**INSTRUCTIONS TO FOLLOW:** Please repeat the records exactly from their first line, finishing at the line containing "let mut table = Table::new();" and including it.

Stored data
====
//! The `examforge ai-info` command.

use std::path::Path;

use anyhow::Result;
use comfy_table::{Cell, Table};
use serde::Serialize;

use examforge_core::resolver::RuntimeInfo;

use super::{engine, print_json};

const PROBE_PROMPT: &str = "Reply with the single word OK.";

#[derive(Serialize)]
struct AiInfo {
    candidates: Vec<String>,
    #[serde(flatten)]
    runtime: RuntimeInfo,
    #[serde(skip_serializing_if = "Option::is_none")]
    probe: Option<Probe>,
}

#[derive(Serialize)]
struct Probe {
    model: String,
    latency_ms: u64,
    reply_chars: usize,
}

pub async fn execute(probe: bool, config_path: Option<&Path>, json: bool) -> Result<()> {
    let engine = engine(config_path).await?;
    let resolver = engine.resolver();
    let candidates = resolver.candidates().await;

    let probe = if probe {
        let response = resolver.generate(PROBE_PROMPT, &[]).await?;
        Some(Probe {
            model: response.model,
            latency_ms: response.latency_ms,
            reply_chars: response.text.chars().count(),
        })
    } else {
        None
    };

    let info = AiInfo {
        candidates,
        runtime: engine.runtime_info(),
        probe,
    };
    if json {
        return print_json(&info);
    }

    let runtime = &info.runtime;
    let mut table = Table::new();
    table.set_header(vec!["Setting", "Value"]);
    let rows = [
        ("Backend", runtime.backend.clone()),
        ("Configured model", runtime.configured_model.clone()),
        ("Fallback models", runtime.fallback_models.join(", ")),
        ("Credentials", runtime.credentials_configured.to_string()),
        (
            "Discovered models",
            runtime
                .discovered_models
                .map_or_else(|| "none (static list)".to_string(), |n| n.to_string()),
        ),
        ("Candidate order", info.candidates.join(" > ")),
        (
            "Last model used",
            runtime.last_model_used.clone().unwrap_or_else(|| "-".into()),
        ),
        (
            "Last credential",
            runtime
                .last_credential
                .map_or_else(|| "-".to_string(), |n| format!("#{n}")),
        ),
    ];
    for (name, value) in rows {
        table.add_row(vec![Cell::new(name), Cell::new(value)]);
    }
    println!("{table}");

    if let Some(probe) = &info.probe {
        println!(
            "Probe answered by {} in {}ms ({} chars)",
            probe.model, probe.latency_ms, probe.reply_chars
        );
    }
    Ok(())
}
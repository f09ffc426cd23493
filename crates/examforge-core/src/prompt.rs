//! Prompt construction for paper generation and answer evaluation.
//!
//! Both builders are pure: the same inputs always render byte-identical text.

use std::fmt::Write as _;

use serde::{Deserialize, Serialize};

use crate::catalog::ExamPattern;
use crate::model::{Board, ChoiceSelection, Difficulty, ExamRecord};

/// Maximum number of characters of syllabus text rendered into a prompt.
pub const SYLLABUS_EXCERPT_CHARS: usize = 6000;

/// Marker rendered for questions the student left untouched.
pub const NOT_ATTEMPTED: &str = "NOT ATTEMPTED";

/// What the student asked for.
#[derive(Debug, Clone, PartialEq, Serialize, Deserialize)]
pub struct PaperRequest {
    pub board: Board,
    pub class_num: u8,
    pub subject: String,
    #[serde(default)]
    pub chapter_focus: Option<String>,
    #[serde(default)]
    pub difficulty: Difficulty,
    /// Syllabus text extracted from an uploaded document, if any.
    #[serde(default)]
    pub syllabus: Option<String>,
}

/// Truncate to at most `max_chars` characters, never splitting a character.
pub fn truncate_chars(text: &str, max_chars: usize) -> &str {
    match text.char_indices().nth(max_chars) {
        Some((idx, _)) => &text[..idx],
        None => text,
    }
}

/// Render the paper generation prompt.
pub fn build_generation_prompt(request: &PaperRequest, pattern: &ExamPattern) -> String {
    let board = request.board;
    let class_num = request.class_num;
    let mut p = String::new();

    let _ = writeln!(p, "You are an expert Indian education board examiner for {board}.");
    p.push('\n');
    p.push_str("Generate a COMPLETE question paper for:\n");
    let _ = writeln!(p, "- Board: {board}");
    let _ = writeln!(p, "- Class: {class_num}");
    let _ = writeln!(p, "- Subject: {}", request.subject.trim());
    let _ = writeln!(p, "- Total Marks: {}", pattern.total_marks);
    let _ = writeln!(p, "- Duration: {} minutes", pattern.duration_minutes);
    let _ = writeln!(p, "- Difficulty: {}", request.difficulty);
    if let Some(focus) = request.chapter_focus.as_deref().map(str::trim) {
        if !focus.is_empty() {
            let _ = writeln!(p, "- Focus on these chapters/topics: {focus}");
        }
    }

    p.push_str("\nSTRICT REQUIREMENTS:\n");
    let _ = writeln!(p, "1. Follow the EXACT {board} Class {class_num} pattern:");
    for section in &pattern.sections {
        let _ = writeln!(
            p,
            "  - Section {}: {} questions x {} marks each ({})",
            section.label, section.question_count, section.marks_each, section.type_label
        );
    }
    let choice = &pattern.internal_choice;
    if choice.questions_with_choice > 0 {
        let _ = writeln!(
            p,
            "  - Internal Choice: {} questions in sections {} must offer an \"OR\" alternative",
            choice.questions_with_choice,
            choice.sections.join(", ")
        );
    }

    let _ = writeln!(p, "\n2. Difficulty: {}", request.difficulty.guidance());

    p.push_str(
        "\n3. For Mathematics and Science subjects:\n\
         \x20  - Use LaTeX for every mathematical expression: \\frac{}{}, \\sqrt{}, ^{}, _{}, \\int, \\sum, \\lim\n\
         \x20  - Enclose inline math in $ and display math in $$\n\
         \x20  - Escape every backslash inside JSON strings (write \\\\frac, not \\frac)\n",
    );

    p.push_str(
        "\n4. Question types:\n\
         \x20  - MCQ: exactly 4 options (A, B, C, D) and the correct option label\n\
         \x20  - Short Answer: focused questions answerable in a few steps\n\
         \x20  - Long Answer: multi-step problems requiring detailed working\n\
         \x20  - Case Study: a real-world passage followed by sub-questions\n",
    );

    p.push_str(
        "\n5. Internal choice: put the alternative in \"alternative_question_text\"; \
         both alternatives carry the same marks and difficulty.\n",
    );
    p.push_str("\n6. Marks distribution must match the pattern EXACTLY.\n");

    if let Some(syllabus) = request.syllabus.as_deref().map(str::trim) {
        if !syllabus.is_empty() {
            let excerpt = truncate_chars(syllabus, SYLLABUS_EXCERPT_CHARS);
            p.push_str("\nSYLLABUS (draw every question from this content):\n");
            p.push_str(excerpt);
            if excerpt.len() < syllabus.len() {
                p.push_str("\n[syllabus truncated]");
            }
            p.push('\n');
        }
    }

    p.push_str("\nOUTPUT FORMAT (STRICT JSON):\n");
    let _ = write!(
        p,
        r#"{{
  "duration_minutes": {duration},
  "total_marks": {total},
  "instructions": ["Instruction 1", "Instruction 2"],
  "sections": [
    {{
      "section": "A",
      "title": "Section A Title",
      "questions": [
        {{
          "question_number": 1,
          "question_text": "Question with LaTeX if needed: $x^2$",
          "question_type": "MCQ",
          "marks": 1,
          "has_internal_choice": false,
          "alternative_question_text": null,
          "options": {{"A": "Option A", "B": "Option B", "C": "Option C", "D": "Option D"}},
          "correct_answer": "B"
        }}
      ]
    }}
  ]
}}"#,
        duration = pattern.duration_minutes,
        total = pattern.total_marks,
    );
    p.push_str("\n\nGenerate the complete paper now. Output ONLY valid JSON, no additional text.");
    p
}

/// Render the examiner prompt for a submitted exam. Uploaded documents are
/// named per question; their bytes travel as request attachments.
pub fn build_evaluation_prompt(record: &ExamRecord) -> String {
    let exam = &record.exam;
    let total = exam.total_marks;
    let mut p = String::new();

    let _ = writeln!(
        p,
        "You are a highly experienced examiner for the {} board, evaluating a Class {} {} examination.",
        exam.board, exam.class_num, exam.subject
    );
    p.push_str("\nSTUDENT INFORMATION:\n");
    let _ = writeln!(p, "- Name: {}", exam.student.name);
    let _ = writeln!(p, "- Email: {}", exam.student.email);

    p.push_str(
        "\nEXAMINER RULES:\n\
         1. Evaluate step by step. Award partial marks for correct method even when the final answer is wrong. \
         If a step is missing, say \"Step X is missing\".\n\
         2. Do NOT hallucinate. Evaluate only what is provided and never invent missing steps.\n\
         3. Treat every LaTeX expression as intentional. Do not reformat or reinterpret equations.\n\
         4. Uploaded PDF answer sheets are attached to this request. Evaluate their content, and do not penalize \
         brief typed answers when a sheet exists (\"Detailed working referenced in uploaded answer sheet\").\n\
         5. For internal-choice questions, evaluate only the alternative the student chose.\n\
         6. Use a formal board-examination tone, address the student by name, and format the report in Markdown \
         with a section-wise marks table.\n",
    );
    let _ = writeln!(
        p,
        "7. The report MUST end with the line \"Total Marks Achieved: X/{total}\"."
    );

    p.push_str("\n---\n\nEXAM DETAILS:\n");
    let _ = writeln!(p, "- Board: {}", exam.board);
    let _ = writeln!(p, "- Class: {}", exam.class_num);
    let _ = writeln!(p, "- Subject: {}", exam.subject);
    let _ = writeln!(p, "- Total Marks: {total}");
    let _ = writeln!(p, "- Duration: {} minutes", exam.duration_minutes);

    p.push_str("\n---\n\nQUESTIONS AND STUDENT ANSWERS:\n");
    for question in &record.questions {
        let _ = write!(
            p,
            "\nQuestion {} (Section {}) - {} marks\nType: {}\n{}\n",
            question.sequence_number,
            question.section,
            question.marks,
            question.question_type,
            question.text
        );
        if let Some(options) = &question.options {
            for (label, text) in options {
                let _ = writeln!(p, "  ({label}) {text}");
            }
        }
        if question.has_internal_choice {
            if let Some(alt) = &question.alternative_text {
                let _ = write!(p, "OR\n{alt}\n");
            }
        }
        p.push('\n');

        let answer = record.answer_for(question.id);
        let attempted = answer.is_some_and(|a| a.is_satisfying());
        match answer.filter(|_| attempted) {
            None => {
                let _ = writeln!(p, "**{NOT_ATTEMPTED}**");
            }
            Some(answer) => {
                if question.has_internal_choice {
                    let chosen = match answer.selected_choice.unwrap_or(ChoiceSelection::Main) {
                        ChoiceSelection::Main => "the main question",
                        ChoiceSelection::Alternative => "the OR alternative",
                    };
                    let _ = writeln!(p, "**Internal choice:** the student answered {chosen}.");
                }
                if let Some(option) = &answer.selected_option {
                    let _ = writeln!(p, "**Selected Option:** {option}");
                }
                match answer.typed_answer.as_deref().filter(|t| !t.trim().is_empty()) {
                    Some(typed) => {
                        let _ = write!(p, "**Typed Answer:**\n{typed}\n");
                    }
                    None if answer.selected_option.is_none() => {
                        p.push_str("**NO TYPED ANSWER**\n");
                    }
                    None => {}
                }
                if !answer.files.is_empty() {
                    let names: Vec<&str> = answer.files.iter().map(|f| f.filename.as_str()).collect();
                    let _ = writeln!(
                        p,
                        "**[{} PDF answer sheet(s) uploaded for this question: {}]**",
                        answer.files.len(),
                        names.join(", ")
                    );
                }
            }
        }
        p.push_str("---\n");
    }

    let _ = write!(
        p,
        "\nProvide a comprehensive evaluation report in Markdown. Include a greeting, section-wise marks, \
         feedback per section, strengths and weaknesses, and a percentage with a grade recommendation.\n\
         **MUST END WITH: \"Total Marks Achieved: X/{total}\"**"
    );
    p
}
====
**ANSWER TO THIS PROBLEM:**
//! The `examforge ai-info` command.

use std::path::Path;

use anyhow::Result;
use comfy_table::{Cell, Table};
use serde::Serialize;

use examforge_core::resolver::RuntimeInfo;

use super::{engine, print_json};

const PROBE_PROMPT: &str = "Reply with the single word OK.";

#[derive(Serialize)]
struct AiInfo {
    candidates: Vec<String>,
    #[serde(flatten)]
    runtime: RuntimeInfo,
    #[serde(skip_serializing_if = "Option::is_none")]
    probe: Option<Probe>,
}

#[derive(Serialize)]
struct Probe {
    model: String,
    latency_ms: u64,
    reply_chars: usize,
}

pub async fn execute(probe: bool, config_path: Option<&Path>, json: bool) -> Result<()> {
    let engine = engine(config_path).await?;
    let resolver = engine.resolver();
    let candidates = resolver.candidates().await;

    let probe = if probe {
        let response = resolver.generate(PROBE_PROMPT, &[]).await?;
        Some(Probe {
            model: response.model,
            latency_ms: response.latency_ms,
            reply_chars: response.text.chars().count(),
        })
    } else {
        None
    };

    let info = AiInfo {
        candidates,
        runtime: engine.runtime_info(),
        probe,
    };
    if json {
        return print_json(&info);
    }

    let runtime = &info.runtime;
    let mut table = Table::new();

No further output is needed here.